Light-Induced Even-Wave Spin Splittings in Nonmagnetic Centrosymmetric Systems with Spin-Orbit Coupling
Pith reviewed 2026-05-08 16:15 UTC · model grok-4.3
The pith
Circularly polarized light generates even-parity spin splitting in centrosymmetric nonmagnetic systems with spin-orbit coupling.
A machine-rendered reading of the paper's core claim, the machinery that carries it, and where it could break.
Core claim
Circularly polarized light induces even-parity spin splitting in centrosymmetric nonmagnetic systems; the parity and angular form of the splitting are fixed by the orbital angular character of the bands, producing s-wave, d-wave, and g-wave spin-split dispersions identical to those of ferromagnets and altermagnets while preserving inversion symmetry, and these bands can realize a Chern insulator phase.
What carries the argument
Light-matter interaction Hamiltonian under circular polarization, whose effective coupling to orbital angular momentum generates even-parity spin terms whose symmetry is dictated by the orbital character.
If this is right
- Even-parity spin-split bands become accessible in nonmagnetic centrosymmetric compounds under illumination.
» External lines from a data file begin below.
//! Core library for Workbench's workspace and review workflow.
//!
//! The crate is layered around four responsibilities:
//! - repository handles over on-disk git checkouts, and the factory that creates them
//! - line diffs between texts and revisions
//! - the workspace manager owning `<base>/ws/<name>/<repo>` checkouts
//! - the review service and its in-process and loopback transports

#![warn(
    clippy::all,
    clippy::cargo,
    clippy::nursery,
    clippy::pedantic,
    missing_docs
)]
#![cfg_attr(
    not(test),
    deny(
        clippy::dbg_macro,
        clippy::expect_used,
        clippy::panic,
        clippy::print_stderr,
        clippy::print_stdout,
        clippy::todo,
        clippy::unwrap_used
    )
)]

/// Explicit configuration consumed by the manager and service.
pub mod config;
/// Line diff computation, patch application, and memoization.
pub mod diff;
/// Per-path serialization of repository access.
pub mod locks;
/// Git repository handles and the factory that creates them.
pub mod repository;
/// Loopback and in-process transports for the review service.
pub mod rpc;
/// Request handling for the review service.
pub mod service;
/// Workspace lifecycle under a base directory.
pub mod workspace;

pub use config::Config;
pub use workbench_api as api;

/// Common result type for the crate.
pub type Result<T> = std::result::Result<T, Error>;

/// Coarse classification of [`Error`] used for status mapping.
#[derive(Debug, Clone, Copy, PartialEq, Eq, Hash)]
pub enum ErrorKind {
    /// Workspace, revision, or path absent.
    NotFound,
    /// Workspace name taken, base or repository already initialized.
    Conflict,
    /// Caller supplied malformed input.
    InvalidInput,
    /// Input is valid but the current state rejects it.
    PreconditionFailed,
    /// VCS, filesystem, or configuration failure.
    Backend,
}

/// Errors surfaced by the core library.
#[derive(Debug, thiserror::Error)]
pub enum Error {
    /// Underlying git operation failed.
    #[error("git error: {source}")]
    Git {
        /// Original libgit2 error bubbled up by the core library.
        #[from]
        source: git2::Error,
    },
    /// Filesystem interaction failed.
    #[error("failed to access {path}: {source}")]
    Io {
        /// Filesystem path involved in the failed operation.
        path: String,
        /// Source I/O error returned by the standard library.
        #[source]
        source: std::io::Error,
    },
    /// Provided path does not correspond to a git repository.
    #[error("path does not reference a git repository: {path}")]
    NotARepository {
        /// Path that failed to resolve to a repository.
        path: String,
    },
    /// `init` was called on a path that already holds repository metadata.
    #[error("repository already initialized at {path}")]
    AlreadyInitialized {
        /// Path of the existing repository.
        path: String,
    },
    /// Revision id did not resolve to a commit.
    #[error("revision not found: {revision}")]
    RevisionNotFound {
        /// Revision as supplied by the caller.
        revision: String,
    },
    /// Path is absent at the requested revision.
    #[error("path {path} not found at {revision}")]
    PathNotFound {
        /// Path relative to the repository root.
        path: String,
        /// Revision that was searched, or `working tree`.
        revision: String,
    },
    /// File content is not valid UTF-8 text.
    #[error("{path} is not a text file")]
    BinaryFile {
        /// Path relative to the repository root.
        path: String,
    },
    /// Commit requested with an empty path set.
    #[error("commit requires at least one path")]
    EmptyCommit,
    /// None of the paths to commit differ from HEAD.
    #[error("nothing to commit: none of {paths:?} differ from HEAD")]
    NothingToCommit {
        /// Paths the caller asked to commit.
        paths: Vec<String>,
    },
    /// The VCS refused to create the commit (for example, no identity).
    #[error("commit failed: {source}")]
    Commit {
        /// Original libgit2 error.
        #[source]
        source: git2::Error,
    },
    /// Workspace name is not mapped.
    #[error("workspace '{name}' not found")]
    WorkspaceNotFound {
        /// Requested workspace name.
        name: String,
    },
    /// Workspace name is already mapped or being created.
    #[error("workspace '{name}' already exists")]
    WorkspaceExists {
        /// Requested workspace name.
        name: String,
    },
    /// Workspace is mid-creation and blocks the requested operation.
    #[error("workspace '{name}' is still being created")]
    WorkspaceBusy {
        /// Workspace being created.
        name: String,
    },
    /// Workspace name cannot be used as a directory name.
    #[error("invalid workspace name '{name}'")]
    InvalidWorkspaceName {
        /// Rejected name.
        name: String,
    },
    /// Base directory already carries a base marker.
    #[error("base already initialized at {path}")]
    BaseAlreadyInitialized {
        /// Base directory.
        path: String,
    },
    /// Base directory has not been initialized.
    #[error("base not initialized at {path}")]
    BaseNotInitialized {
        /// Base directory.
        path: String,
    },
    /// Cloning a checkout failed.
    #[error("failed to clone into {target}: {source}")]
    Clone {
        /// Destination of the clone.
        target: String,
        /// Original libgit2 error.
        #[source]
        source: git2::Error,
    },
    /// A diff did not fit the text it was applied to.
    #[error("diff does not apply at old line {line}")]
    PatchMismatch {
        /// 1-based old-side line where application failed.
        line: u32,
    },
    /// The loopback HTTP client could not be built.
    #[error("http client for {address} failed: {source}")]
    Http {
        /// Server address the client targets.
        address: String,
        /// Source reqwest error.
        #[source]
        source: reqwest::Error,
    },
    /// Runtime or socket setup for the loopback transport failed.
    #[error("transport error on {address}: {source}")]
    Transport {
        /// Address being bound or connected.
        address: String,
        /// Source I/O error.
        #[source]
        source: std::io::Error,
    },
    /// Configuration is missing or malformed.
    #[error("invalid configuration: {message}")]
    Config {
        /// Description of the problem.
        message: String,
    },
}

impl Error {
    /// Classify the error for status mapping.
    #[must_use]
    pub const fn kind(&self) -> ErrorKind {
        match self {
            Self::RevisionNotFound { .. }
            | Self::PathNotFound { .. }
            | Self::WorkspaceNotFound { .. } => ErrorKind::NotFound,
            Self::AlreadyInitialized { .. }
            | Self::WorkspaceExists { .. }
            | Self::BaseAlreadyInitialized { .. } => ErrorKind::Conflict,
            Self::EmptyCommit | Self::InvalidWorkspaceName { .. } => ErrorKind::InvalidInput,
            Self::NothingToCommit { .. }
            | Self::BaseNotInitialized { .. }
            | Self::WorkspaceBusy { .. }
            | Self::BinaryFile { .. }
            | Self::PatchMismatch { .. } => ErrorKind::PreconditionFailed,
            Self::Git { .. }
            | Self::Io { .. }
            | Self::NotARepository { .. }
            | Self::Commit { .. }
            | Self::Clone { .. }
            | Self::Transport { .. }
            | Self::Http { .. }
            | Self::Config { .. } => ErrorKind::Backend,
        }
    }

    pub(crate) fn io(path: &std::path::Path, source: std::io::Error) -> Self {
        Self::Io {
            path: display_path(path),
            source,
        }
    }
}

pub(crate) fn display_path(path: &std::path::Path) -> String {
    path.to_path_buf()
        .into_os_string()
        .to_string_lossy()
        .into_owned()
}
- The wave symmetry of the splitting (s, d, or g) can be selected by choosing orbitals with appropriate angular momentum.
- The light-induced bands can enter a Chern insulator phase without static magnetism.
- Both spin and orbital magnetizations are generated and can be optically tuned.
Where Pith is reading between the lines
- Optical driving could provide a route to transient altermagnet-like spin textures in otherwise nonmagnetic materials.
- The mechanism suggests that Floquet engineering might be used to switch between odd- and even-parity spin physics on ultrafast timescales.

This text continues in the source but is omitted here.